Governo mantém exigência de 9,5 valores na prova de ingresso ao Ensino Superior

O ministro do Ensino Superior garantiu hoje que o Governo vai manter a lei que obriga os candidatos ao ensino superior a obterem um mínimo de 9,5 valores nas provas específicas, contestada por estudantes e instituições.

Agência LUSA /

Mariano Gago reconheceu ter recebido "pressões de muitos estudantes e instituições", mas observou que o Executivo "não altera as regras do jogo a escassos meses dos exames", apelando aos estudantes para que se preparem para obter os mínimos exigidos.

Falando aos jornalistas em Faro, à margem de uma reunião com representantes dos institutos politécnicos portugueses, o ministro asseverou que a actual lei - aprovada já há três anos, mas que, no que respeita à nota mínima, entrará em vigor no próximo ano lectivo - não será alterada.

Segundo o ministro, os estudantes e as instituições "estão preparados há dois meses e meio para saber que, para entrarem no ensino superior no próximo ano lectivo, têm de ter concluído o ensino secundário e têm de ter nas provas específicas do curso a que se candidatam uma classificação mínima de 9,5".

"O único conselho que posso dar aos estudantes é que estudem para obter essa qualificação mínima, porque nós precisamos de pessoas qualificadas para entrarem no ensino superior", frisou.

Também presente na reunião, o presidente do Conselho Coordenador dos Institutos Politécnicos, Luciano Almeida, reforçou o pedido aos estudantes para que se preparem para os mínimos exigidos, mas reiterou que discorda da legislação em vigor.

Observando que as notas no ensino secundário são normalmente superiores às notas nas provas de ingresso das mesmas disciplinas, aquele responsável sustentou que "uma destas médias há-de estar errada".

"Parece-nos errado que se parta sem mais do princípio de que são as notas das avaliações contínuas que estão erradas, até porque na avaliação contínua há um melhor conhecimento dos alunos".

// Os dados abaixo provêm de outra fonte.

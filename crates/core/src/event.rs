// SPDX-License-Identifier: BUSL-1.1
// Copyright (c) 2026 Alfred Jean LLC

//! Event records describing domain mutations

use chrono::{DateTime, Utc};
use serde::{Deserialize, Serialize};
use std::fmt;
use std::str::FromStr;

/// Kind of mutation an event records
#[derive(Clone, Copy, Debug, PartialEq, Eq, Hash, PartialOrd, Ord, Serialize, Deserialize)]
pub enum EventType {
    Create,
    Update,
    Delete,
}

impl EventType {
    pub const ALL: [EventType; 3] = [EventType::Create, EventType::Update, EventType::Delete];

    pub fn as_str(&self) -> &'static str {
        match self {
            EventType::Create => "Create",
            EventType::Update => "Update",
            EventType::Delete => "Delete",
        }
    }
}

impl fmt::Display for EventType {
    fn fmt(&self, f: &mut fmt::Formatter<'_>) -> fmt::Result {
        f.write_str(self.as_str())
    }
}

/// Error returned when parsing an unknown event type
#[derive(Debug, Clone, PartialEq, Eq, thiserror::Error)]
#[error("unknown event type: {0}")]
pub struct UnknownEventType(pub String);

impl FromStr for EventType {
    type Err = UnknownEventType;

    fn from_str(s: &str) -> Result<Self, Self::Err> {
        match s.to_ascii_lowercase().as_str() {
            "create" => Ok(EventType::Create),
            "update" => Ok(EventType::Update),
            "delete" => Ok(EventType::Delete),
            _ => Err(UnknownEventType(s.to_string())),
        }
    }
}

/// An event that has not been persisted yet
#[derive(Clone, Debug, PartialEq, Eq)]
pub struct NewEvent {
    pub source: String,
    pub source_id: String,
    pub event_type: EventType,
}

impl NewEvent {
    pub fn new(source: impl Into<String>, source_id: impl Into<String>, event_type: EventType) -> Self {
        Self {
            source: source.into(),
            source_id: source_id.into(),
            event_type,
        }
    }
}

/// Persisted record of a single domain mutation.
///
/// Only `reconciled_at` changes after creation, once, from `None` to a
/// timestamp no earlier than `created_at`.
#[derive(Clone, Debug, PartialEq, Eq, Serialize, Deserialize)]
pub struct Event {
    pub id: String,
    pub source: String,
    pub source_id: String,
    pub event_type: EventType,
    pub created_at: DateTime<Utc>,
    pub updated_at: DateTime<Utc>,
    #[serde(default, skip_serializing_if = "Option::is_none")]
    pub deleted_at: Option<DateTime<Utc>>,
    #[serde(default)]
    pub reconciled_at: Option<DateTime<Utc>>,
}

impl Event {
    /// Materialize a pending event with its assigned id and creation time
    pub fn from_new(id: String, new: NewEvent, created_at: DateTime<Utc>) -> Self {
        Self {
            id,
            source: new.source,
            source_id: new.source_id,
            event_type: new.event_type,
            created_at,
            updated_at: created_at,
            deleted_at: None,
            reconciled_at: None,
        }
    }

    pub fn is_reconciled(&self) -> bool {
        self.reconciled_at.is_some()
    }

    /// Mark the event reconciled. Returns false if it already was.
    pub fn reconcile(&mut self, at: DateTime<Utc>) -> bool {
        if self.reconciled_at.is_some() {
            return false;
        }
        let at = at.max(self.created_at);
        self.reconciled_at = Some(at);
        self.updated_at = at;
        true
    }
}

#[cfg(test)]
#[path = "event_tests.rs"]
mod tests;
// SPDX-License-Identifier: BUSL-1.1
// Copyright (c) 2026 Alfred Jean LLC

//! State directory layout shared by `evr` and `evrd`

use std::ffi::OsString;
use std::path::PathBuf;

/// Environment variable naming the state directory
pub const STATE_DIR_ENV: &str = "EVR_STATE_DIR";

/// Event store directory, relative to the state directory
pub const DATA_DIR: &str = "data";

/// Advisory lock files, relative to the state directory
pub const LOCKS_DIR: &str = "locks";

/// Resolve the state directory.
///
/// Order: `explicit`, `EVR_STATE_DIR`, `XDG_STATE_HOME/evr`,
/// `~/.local/state/evr`. Empty variables count as unset. `None` when no
/// candidate exists.
pub fn resolve_state_dir(explicit: Option<PathBuf>) -> Option<PathBuf> {
    resolve_state_dir_with(explicit, |key| std::env::var_os(key))
}

/// [`resolve_state_dir`] with a custom environment lookup
pub fn resolve_state_dir_with(
    explicit: Option<PathBuf>,
    env: impl Fn(&str) -> Option<OsString>,
) -> Option<PathBuf> {
    let var = |key: &str| env(key).filter(|v| !v.is_empty()).map(PathBuf::from);

    explicit
        .or_else(|| var(STATE_DIR_ENV))
        .or_else(|| var("XDG_STATE_HOME").map(|xdg| xdg.join("evr")))
        .or_else(|| var("HOME").map(|home| home.join(".local/state/evr")))
}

Sustentou ainda que o sistema agora em vigor "vai excluir o aluno médio", já que se um aluno médio na avaliação contínua tiver uma nota de prova específica inferior a 95 [em 200] será excluído, o que, disse, "levanta o problema do elitismo no ensino superior".

Opinou contudo que, uma vez introduzido o "princípio dos 9,5", não deverá haver "condições políticas e sociais" para voltar atrás nessa matéria", reforçando o pedido aos estudantes para que se preparem para os exames de ingresso para o ano lectivo 2005/2006 já segundo as novas regras.

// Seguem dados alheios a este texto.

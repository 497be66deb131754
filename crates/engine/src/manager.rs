// SPDX-License-Identifier: BUSL-1.1
// Copyright (c) 2026 Alfred Jean LLC

//! Controller manager
//!
//! Drains pending events. For each one the manager takes the resource lock
//! `(source_id, source)`, re-reads the event, runs the handler chain, and marks
//! the event reconciled only if every handler succeeded. Any number of
//! managers may run against the same store and lock backend; the lock plus the
//! re-read guarantees each successful reconciliation happens once.

use crate::controller::{ControllerRegistry, HandlerContext, HandlerError};
use crate::error::ManagerError;
use crate::lock::LockFactory;
use evr_core::{Event, WakeSubscription};
use evr_storage::Store;
use futures::FutureExt;
use std::collections::{HashMap, HashSet};
use std::panic::AssertUnwindSafe;
use std::sync::{Arc, Mutex};
use std::time::Duration;
use tokio::sync::watch;
use tokio::task::JoinHandle;
use tokio::time::MissedTickBehavior;
use tracing::Instrument;

const DEFAULT_RESCAN_INTERVAL: Duration = Duration::from_secs(30);

/// Create the shutdown signal shared by managers. Send `true` to stop them.
pub fn shutdown_channel() -> (watch::Sender<bool>, watch::Receiver<bool>) {
    watch::channel(false)
}

#[derive(Debug, Clone)]
pub struct ManagerConfig {
    /// Shows up in logs and in [`HandlerContext::manager`]
    pub name: String,
    /// Backstop pass interval for wakes that were missed
    pub rescan_interval: Duration,
}

impl ManagerConfig {
    pub fn new(name: impl Into<String>) -> Self {
        Self {
            name: name.into(),
            rescan_interval: DEFAULT_RESCAN_INTERVAL,
        }
    }

    pub fn with_rescan_interval(mut self, interval: Duration) -> Self {
        self.rescan_interval = interval;
        self
    }
}

impl Default for ManagerConfig {
    fn default() -> Self {
        Self::new("manager")
    }
}

/// Tally of one dispatch pass
#[derive(Debug, Clone, Copy, Default, PartialEq, Eq)]
pub struct DispatchReport {
    pub reconciled: usize,
    /// Already reconciled by someone else, or nothing registered for it
    pub skipped: usize,
    /// A handler failed or panicked; the event stays pending
    pub failed: usize,
}

impl DispatchReport {
    pub fn total(&self) -> usize {
        self.reconciled + self.skipped + self.failed
    }
}

enum Outcome {
    Reconciled,
    Skipped,
    Failed,
    Interrupted,
}

enum WakeReason {
    Notification(bool),
    Rescan,
    Shutdown,
}

pub struct ControllerManager<S, L> {
    config: ManagerConfig,
    registry: Arc<ControllerRegistry>,
    store: S,
    locks: L,
    /// Failed attempts per event id, for logging only
    attempts: Arc<Mutex<HashMap<String, u32>>>,
}

impl<S: Clone, L: Clone> Clone for ControllerManager<S, L> {
    fn clone(&self) -> Self {
        Self {
            config: self.config.clone(),
            registry: Arc::clone(&self.registry),
            store: self.store.clone(),
            locks: self.locks.clone(),
            attempts: Arc::clone(&self.attempts),
        }
    }
}

impl<S: Store, L: LockFactory> ControllerManager<S, L> {
    pub fn new(config: ManagerConfig, registry: Arc<ControllerRegistry>, store: S, locks: L) -> Self {
        Self {
            config,
            registry,
            store,
            locks,
            attempts: Arc::new(Mutex::new(HashMap::new())),
        }
    }

    pub fn name(&self) -> &str {
        &self.config.name
    }

    pub fn store(&self) -> &S {
        &self.store
    }

    pub fn locks(&self) -> &L {
        &self.locks
    }

    /// Failed attempts recorded for an event by this manager
    pub fn attempts(&self, event_id: &str) -> u32 {
        self.attempts
            .lock()
            .unwrap_or_else(|e| e.into_inner())
            .get(event_id)
            .copied()
            .unwrap_or(0)
    }

    /// Event ids with a recorded failure, for leak checks
    pub fn tracked_attempts(&self) -> usize {
        self.attempts.lock().unwrap_or_else(|e| e.into_inner()).len()
    }

    /// Run one pass over every pending event of the registered sources
    pub async fn dispatch_pending(&self) -> Result<DispatchReport, ManagerError> {
        let (_tx, mut shutdown) = shutdown_channel();
        self.dispatch(&mut shutdown).await
    }

    /// One pass that stops claiming new events once `shutdown` fires. An
    /// event whose handlers already started is finished first.
    pub async fn dispatch(
        &self,
        shutdown: &mut watch::Receiver<bool>,
    ) -> Result<DispatchReport, ManagerError> {
        let mut report = DispatchReport::default();
        let pending = self.pending_events()?;
        self.prune_attempts(&pending);

        for event in pending {
            if is_shutdown(shutdown) {
                tracing::debug!(manager = %self.config.name, "shutdown observed, pass cut short");
                break;
            }

            match self.process(&event, shutdown).await? {
                Outcome::Reconciled => report.reconciled += 1,
                Outcome::Skipped => report.skipped += 1,
                Outcome::Failed => report.failed += 1,
                Outcome::Interrupted => break,
            }
        }

        Ok(report)
    }

    /// Loop until shutdown: an initial pass, then one pass per wake or rescan tick
    pub async fn run(&self, mut wakes: WakeSubscription, mut shutdown: watch::Receiver<bool>) {
        let span = tracing::info_span!("manager", name = %self.config.name);
        async {
            tracing::info!(
                sources = ?self.registry.sources(),
                rescan_secs = self.config.rescan_interval.as_secs(),
                "manager started"
            );

            let mut rescan = tokio::time::interval(self.config.rescan_interval);
            rescan.set_missed_tick_behavior(MissedTickBehavior::Delay);
            // The first tick completes immediately
            rescan.tick().await;
            let mut notifier_open = true;

            loop {
                if is_shutdown(&shutdown) {
                    break;
                }
                self.pass(&mut shutdown).await;

                let reason = tokio::select! {
                    _ = shutdown_requested(&mut shutdown) => WakeReason::Shutdown,
                    wake = wakes.recv(), if notifier_open => WakeReason::Notification(wake.is_some()),
                    _ = rescan.tick() => WakeReason::Rescan,
                };

                match reason {
                    WakeReason::Shutdown => break,
                    WakeReason::Notification(true) => tracing::trace!("woken by notification"),
                    WakeReason::Notification(false) => {
                        tracing::warn!("notifier closed, falling back to periodic rescans");
                        notifier_open = false;
                    }
                    WakeReason::Rescan => tracing::trace!("periodic rescan"),
                }
            }

            tracing::info!("manager stopped");
        }
        .instrument(span)
        .await
    }

    /// Run [`Self::run`] on a new task
    pub fn spawn(&self, wakes: WakeSubscription, shutdown: watch::Receiver<bool>) -> JoinHandle<()> {
        let manager = self.clone();
        tokio::spawn(async move { manager.run(wakes, shutdown).await })
    }

    async fn pass(&self, shutdown: &mut watch::Receiver<bool>) {
        let start = std::time::Instant::now();
        match self.dispatch(shutdown).await {
            Ok(report) if report.total() == 0 => {}
            Ok(report) => tracing::info!(
                reconciled = report.reconciled,
                skipped = report.skipped,
                failed = report.failed,
                elapsed_ms = start.elapsed().as_millis() as u64,
                "dispatch pass complete"
            ),
            Err(e) => tracing::error!(error = %e, "dispatch pass failed"),
        }
    }

    fn forget_attempts(&self, event_id: &str) {
        self.attempts
            .lock()
            .unwrap_or_else(|e| e.into_inner())
            .remove(event_id);
    }

    /// Drop counts for events that are no longer pending, e.g. because a
    /// sibling manager reconciled them
    fn prune_attempts(&self, pending: &[Event]) {
        let live: HashSet<&str> = pending.iter().map(|e| e.id.as_str()).collect();
        self.attempts
            .lock()
            .unwrap_or_else(|e| e.into_inner())
            .retain(|id, _| live.contains(id.as_str()));
    }

    fn pending_events(&self) -> Result<Vec<Event>, ManagerError> {
        let mut events = Vec::new();
        for source in self.registry.sources() {
            events.extend(self.store.list_unreconciled(Some(source))?);
        }
        events.sort_by(|a, b| a.created_at.cmp(&b.created_at));
        Ok(events)
    }

    async fn process(
        &self,
        event: &Event,
        shutdown: &mut watch::Receiver<bool>,
    ) -> Result<Outcome, ManagerError> {
        let guard = tokio::select! {
            biased;
            _ = shutdown_requested(shutdown) => return Ok(Outcome::Interrupted),
            guard = self.locks.lock(&event.source_id, &event.source) => guard?,
        };

        // Another manager may have finished it while we waited for the lock
        let current = match self.store.get_event(&event.id)? {
            Some(current) if !current.is_reconciled() => current,
            _ => {
                tracing::debug!(event_id = %event.id, "already reconciled");
                self.forget_attempts(&event.id);
                return Ok(Outcome::Skipped);
            }
        };

        let chain = self.registry.chain(&current.source, current.event_type);
        if chain.is_empty() {
            tracing::debug!(
                event_id = %current.id,
                source = %current.source,
                event_type = %current.event_type,
                "no handlers registered"
            );
            return Ok(Outcome::Skipped);
        }

        let ctx = HandlerContext {
            event: current.clone(),
            manager: self.config.name.clone(),
        };
        let result = AssertUnwindSafe(async {
            for handler in chain {
                handler.handle(&ctx, &current.source_id).await?;
            }
            Ok::<(), HandlerError>(())
        })
        .catch_unwind()
        .await
        .unwrap_or_else(|panic| Err(HandlerError::new(panic_message(panic.as_ref()))));

        let outcome = match result {
            Ok(()) => {
                let marked = self.store.mark_reconciled(&current.id, self.store.now())?;
                self.forget_attempts(&current.id);
                if !marked {
                    // Reconciled by a writer that does not share our lock namespace
                    tracing::warn!(
                        event_id = %current.id,
                        source = %current.source,
                        source_id = %current.source_id,
                        "event was reconciled concurrently"
                    );
                    guard.release();
                    return Ok(Outcome::Skipped);
                }
                tracing::info!(
                    event_id = %current.id,
                    source = %current.source,
                    source_id = %current.source_id,
                    event_type = %current.event_type,
                    "event reconciled"
                );
                Outcome::Reconciled
            }
            Err(e) => {
                let attempt = {
                    let mut attempts = self.attempts.lock().unwrap_or_else(|e| e.into_inner());
                    let count = attempts.entry(current.id.clone()).or_insert(0);
                    *count += 1;
                    *count
                };
                tracing::warn!(
                    event_id = %current.id,
                    source = %current.source,
                    source_id = %current.source_id,
                    event_type = %current.event_type,
                    attempt,
                    error = %e,
                    "handler failed, event left pending"
                );
                Outcome::Failed
            }
        };

        guard.release();
        Ok(outcome)
    }
}

/// True once `true` was sent or the sender is gone
fn is_shutdown(shutdown: &watch::Receiver<bool>) -> bool {
    *shutdown.borrow() || shutdown.has_changed().is_err()
}

async fn shutdown_requested(shutdown: &mut watch::Receiver<bool>) {
    let _ = shutdown.wait_for(|stop| *stop).await;
}

fn panic_message(panic: &(dyn std::any::Any + Send)) -> String {
    let detail = panic
        .downcast_ref::<&str>()
        .map(|s| s.to_string())
        .or_else(|| panic.downcast_ref::<String>().cloned())
        .unwrap_or_else(|| "unknown panic payload".to_string());
    format!("handler panicked: {detail}")
}

#[cfg(test)]
#[path = "manager_tests.rs"]
mod tests;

O encontro de hoje entre o ministro Mariano Gago e os representantes dos institutos politécnicos centrou-se sobretudo na questão da adequação do ensino superior politécnico às novas regras do regime de Bolonha.

A compatibilidade entre os sistemas de ensino superior de Portugal e dos seus parceiros europeus, bem como a simplificação do regime de equivalências esteve também em debate na reunião de Mariano Gago com os representantes dos institutos politécnicos.

"O novo sistema de créditos transferíveis dos estudantes baseado no trabalho e não no número de horas de aulas obriga à reorganização dos currículos e à flexibilidade das instituições em aceitar percursos formativos", disse o ministro aos jornalistas.

Considerou necessário que as instituições estejam aptas a aceitar que, dentro do espaço europeu, "um estudante saia de uma escola e entre noutra sem ser submetido a um processo de equivalências".

No que respeita aos politécnicos, considerou o seu papel Smuito importante" na introdução em Portugal de cursos superiores de duração limitada de grande empregabilidade".

"É muito importante reforçar o acesso de pessoas que não fizeram percursos escolares normais ou que deixaram de estudar na escola secundária ou abandonaram um curso superior a meio, para que voltem a estudar", disse, considerando "fundamental" o papel dos politécnicos nesse regresso aos estudos.